[Stored items from a collection]
☆ ☆ ☆ ☆ ☆

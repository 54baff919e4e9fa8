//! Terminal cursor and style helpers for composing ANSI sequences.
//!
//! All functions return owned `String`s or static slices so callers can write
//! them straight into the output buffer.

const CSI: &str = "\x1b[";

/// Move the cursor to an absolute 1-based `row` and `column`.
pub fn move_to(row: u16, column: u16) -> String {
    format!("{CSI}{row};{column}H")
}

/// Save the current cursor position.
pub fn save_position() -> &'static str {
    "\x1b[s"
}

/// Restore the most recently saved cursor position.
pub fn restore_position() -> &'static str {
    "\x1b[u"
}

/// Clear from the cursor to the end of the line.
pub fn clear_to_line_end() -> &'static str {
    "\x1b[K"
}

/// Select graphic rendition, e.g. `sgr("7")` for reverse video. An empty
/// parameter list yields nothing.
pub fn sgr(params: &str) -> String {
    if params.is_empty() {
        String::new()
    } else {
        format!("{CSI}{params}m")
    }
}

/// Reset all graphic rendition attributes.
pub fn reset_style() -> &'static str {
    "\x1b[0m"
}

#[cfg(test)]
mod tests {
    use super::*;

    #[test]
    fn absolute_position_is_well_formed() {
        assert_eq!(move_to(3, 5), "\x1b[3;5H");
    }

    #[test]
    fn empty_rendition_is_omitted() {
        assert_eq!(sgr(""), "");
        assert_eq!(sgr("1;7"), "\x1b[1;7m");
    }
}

☆ ☆ ☆ ☆ ☆

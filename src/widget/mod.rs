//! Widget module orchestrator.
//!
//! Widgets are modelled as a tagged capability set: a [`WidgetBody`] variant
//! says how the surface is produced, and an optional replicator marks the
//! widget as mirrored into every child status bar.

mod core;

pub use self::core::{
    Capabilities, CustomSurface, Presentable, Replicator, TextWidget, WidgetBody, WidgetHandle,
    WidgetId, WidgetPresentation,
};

☆ ☆ ☆ ☆ ☆

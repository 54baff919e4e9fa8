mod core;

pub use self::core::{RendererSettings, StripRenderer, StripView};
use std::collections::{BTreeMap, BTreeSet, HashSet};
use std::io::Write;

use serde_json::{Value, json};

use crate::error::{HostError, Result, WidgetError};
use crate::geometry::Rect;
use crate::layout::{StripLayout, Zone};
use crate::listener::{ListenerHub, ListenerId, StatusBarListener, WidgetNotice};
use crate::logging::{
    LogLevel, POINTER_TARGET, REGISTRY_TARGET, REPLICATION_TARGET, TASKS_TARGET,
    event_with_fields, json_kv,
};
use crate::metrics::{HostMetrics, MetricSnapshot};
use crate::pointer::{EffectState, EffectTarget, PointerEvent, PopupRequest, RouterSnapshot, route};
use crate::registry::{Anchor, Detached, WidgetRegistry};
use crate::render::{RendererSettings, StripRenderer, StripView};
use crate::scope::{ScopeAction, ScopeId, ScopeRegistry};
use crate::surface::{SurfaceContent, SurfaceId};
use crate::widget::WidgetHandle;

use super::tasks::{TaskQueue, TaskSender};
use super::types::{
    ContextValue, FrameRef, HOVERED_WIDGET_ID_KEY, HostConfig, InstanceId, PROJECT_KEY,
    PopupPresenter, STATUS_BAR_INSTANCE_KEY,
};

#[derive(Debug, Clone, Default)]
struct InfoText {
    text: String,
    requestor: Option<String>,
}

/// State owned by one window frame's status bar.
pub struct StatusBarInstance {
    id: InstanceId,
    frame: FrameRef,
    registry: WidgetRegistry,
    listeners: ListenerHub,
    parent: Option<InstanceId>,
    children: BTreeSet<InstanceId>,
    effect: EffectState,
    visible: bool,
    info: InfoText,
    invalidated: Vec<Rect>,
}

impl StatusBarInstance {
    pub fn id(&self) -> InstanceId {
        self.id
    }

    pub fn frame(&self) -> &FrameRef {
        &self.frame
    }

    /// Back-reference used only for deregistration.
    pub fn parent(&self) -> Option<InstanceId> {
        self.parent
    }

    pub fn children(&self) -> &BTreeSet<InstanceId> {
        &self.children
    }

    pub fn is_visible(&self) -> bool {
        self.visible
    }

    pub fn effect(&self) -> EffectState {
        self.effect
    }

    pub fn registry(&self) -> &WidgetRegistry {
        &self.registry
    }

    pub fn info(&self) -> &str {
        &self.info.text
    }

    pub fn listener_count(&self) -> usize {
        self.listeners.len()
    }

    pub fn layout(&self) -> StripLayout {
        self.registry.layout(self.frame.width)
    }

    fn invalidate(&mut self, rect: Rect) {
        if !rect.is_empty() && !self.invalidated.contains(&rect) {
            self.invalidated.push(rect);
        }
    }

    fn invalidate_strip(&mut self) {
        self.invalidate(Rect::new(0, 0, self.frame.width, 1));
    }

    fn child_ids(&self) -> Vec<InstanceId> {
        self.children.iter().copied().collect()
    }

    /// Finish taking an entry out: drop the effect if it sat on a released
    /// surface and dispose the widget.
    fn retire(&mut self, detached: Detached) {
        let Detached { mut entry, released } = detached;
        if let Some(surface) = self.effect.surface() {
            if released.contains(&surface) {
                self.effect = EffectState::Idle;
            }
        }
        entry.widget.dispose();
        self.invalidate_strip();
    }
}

☆ ☆ ☆ ☆ ☆

(Activity) In the records above, find every line containing the word "static" and show it.

(Your response)
//! All functions return owned `String`s or static slices so callers can write
pub fn save_position() -> &'static str {
pub fn restore_position() -> &'static str {
pub fn clear_to_line_end() -> &'static str {
pub fn reset_style() -> &'static str {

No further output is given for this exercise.